= Phytaspase =

Phytaspase is a member of the plant subtilisin-like protease family, and is commonly distinguished from the other members by its unusual and extremely high specificity towards its substrates, which resembles that of the animal caspases. Similarly to the animal caspases, the phytaspase is a cell death promoting protease.

== Name ==
The name phytaspase comes from phyto- (greek. for plant) and -aspase (aspartate-directed protease), similarly to caspases.

== Substrate specificity ==
The phytaspase displays a strict substrate specificity, which resembles that of the animal caspase-3. It recognizes a tetrapetide motive within a target protein and introduces a peptide bond break following an aspartate residue, which is crucial for the hydrolysis. Theoretical speculations, based on a 3D model predictions have been made, pointing to the histidine 331 of the phytaspase peptide chain, that might interact with the Asp in the target peptide and thereby guide the recognition.

== Structure ==
The phytaspase displays a structure, common to the subtilisin-like proteases. Its N-terminus includes a prodomain, which commonly inhibits subtilisin-like proteases and undergoes an autocatalytic cleavage during maturation, followed by a protease domain, which includes and adheres the common order of the sequence of the three canonic catalytic amino acid residues, and a prolonged C-terminal domain.

== Cellular localization ==
The very N-terminus of the phytaspase molecule starts with a leader peptide, that is cleaved off during the translocation of the protein to the endoplasmic reticulum. Supposedly, the phytaspase is then secreted through cis/trans Golgi apparatus to the intercellular compartment.

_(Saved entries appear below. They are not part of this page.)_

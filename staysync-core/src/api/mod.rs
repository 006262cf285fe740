//! The reservations backend over HTTP.

mod client;
pub mod protocol;

pub use client::ApiClient;
use anyhow::Result;
use staysync_core::api::ApiClient;

use crate::render::Render;
use crate::utils::tui;

pub async fn run(client: &ApiClient, property_id: &str) -> Result<()> {
    let property = client.get_property(property_id).await?;

    let spinner = tui::create_spinner(property.render());
    let result = client.server_sync(&property.id).await;
    spinner.finish_and_clear();

    println!("{}", property.render());
    println!("   {}", result?.render());

    Ok(())
}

== Involvement in the programmed cell death ==
In contrast with the animal caspases, that exist in the cytoplasm in a form of pre-synthesized precursors, the activation of the phytaspase occurs during its maturation. However, by the time that the phytaspase molecule activates, it becomes physically separated form the supposed intracellular targets by the cell membrane due to the secretion process. Following the programmed cell death triggers, the phytaspase “re-enters” the cell and acts in the water-soluble fraction, where, presumably, it functions to degrade essential components for the cell homeostasis.